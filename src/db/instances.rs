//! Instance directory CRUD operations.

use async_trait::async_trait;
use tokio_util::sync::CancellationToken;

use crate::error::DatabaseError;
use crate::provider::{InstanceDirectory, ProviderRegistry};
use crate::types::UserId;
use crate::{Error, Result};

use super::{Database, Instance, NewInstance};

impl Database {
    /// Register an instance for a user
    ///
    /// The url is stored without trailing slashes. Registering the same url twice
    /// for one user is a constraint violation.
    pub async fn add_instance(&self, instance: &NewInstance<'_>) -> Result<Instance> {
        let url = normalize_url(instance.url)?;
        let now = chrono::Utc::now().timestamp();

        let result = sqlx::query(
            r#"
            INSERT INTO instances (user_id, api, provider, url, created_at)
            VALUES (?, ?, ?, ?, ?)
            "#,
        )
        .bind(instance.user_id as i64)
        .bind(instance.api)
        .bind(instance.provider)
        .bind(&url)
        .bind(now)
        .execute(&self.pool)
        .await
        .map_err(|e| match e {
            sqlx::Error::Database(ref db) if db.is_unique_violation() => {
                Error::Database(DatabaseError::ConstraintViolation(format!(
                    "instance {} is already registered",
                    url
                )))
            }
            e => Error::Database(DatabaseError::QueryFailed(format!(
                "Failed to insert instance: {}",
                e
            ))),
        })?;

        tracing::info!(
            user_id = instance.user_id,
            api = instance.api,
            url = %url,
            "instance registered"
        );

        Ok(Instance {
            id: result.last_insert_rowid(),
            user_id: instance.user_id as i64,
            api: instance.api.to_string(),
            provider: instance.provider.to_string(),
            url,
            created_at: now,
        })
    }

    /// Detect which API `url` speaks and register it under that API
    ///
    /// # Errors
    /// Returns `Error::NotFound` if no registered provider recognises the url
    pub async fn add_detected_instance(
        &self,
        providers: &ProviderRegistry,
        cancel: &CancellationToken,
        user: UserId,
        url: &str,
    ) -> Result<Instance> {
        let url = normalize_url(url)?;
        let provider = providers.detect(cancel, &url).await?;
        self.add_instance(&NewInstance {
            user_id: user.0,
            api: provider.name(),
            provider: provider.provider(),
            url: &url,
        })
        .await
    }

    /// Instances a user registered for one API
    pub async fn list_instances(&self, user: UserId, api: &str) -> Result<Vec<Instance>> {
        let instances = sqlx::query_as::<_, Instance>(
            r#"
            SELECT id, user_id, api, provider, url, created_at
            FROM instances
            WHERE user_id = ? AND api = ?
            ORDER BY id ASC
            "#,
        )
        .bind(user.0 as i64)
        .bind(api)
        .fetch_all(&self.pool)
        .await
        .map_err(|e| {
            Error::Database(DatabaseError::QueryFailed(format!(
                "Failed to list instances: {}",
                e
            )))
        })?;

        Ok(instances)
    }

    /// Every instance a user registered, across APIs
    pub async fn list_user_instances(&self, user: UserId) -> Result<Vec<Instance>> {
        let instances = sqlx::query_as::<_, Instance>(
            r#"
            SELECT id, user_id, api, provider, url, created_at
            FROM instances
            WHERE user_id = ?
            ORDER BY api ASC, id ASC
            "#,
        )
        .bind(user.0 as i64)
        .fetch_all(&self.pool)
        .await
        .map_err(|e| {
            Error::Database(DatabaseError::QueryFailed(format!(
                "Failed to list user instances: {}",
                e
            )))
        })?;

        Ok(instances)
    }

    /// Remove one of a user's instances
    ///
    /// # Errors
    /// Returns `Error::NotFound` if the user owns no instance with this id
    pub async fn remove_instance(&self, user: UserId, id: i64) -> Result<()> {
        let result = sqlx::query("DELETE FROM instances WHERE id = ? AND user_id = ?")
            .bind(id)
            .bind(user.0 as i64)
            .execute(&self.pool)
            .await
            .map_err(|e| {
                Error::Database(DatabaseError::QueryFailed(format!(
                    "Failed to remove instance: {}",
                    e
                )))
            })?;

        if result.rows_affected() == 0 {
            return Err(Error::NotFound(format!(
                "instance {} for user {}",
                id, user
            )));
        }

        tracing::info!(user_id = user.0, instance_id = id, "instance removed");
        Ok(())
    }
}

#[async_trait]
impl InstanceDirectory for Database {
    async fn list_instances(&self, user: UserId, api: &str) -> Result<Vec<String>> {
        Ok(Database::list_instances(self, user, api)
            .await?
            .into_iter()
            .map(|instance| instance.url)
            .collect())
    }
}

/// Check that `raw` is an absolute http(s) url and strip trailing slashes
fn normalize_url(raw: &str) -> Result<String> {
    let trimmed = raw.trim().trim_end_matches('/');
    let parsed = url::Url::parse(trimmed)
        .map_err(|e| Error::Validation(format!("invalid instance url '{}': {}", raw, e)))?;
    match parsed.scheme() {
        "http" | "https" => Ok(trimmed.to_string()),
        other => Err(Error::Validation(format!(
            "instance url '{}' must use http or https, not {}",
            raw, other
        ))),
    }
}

☆ ☆ ☆ ☆ ☆ ☆ ☆

▶ _PROBLEM_
Within the listing, count the lines that contain the word "registered", and give the count by itself.

▶ _FINAL ANSWER_
5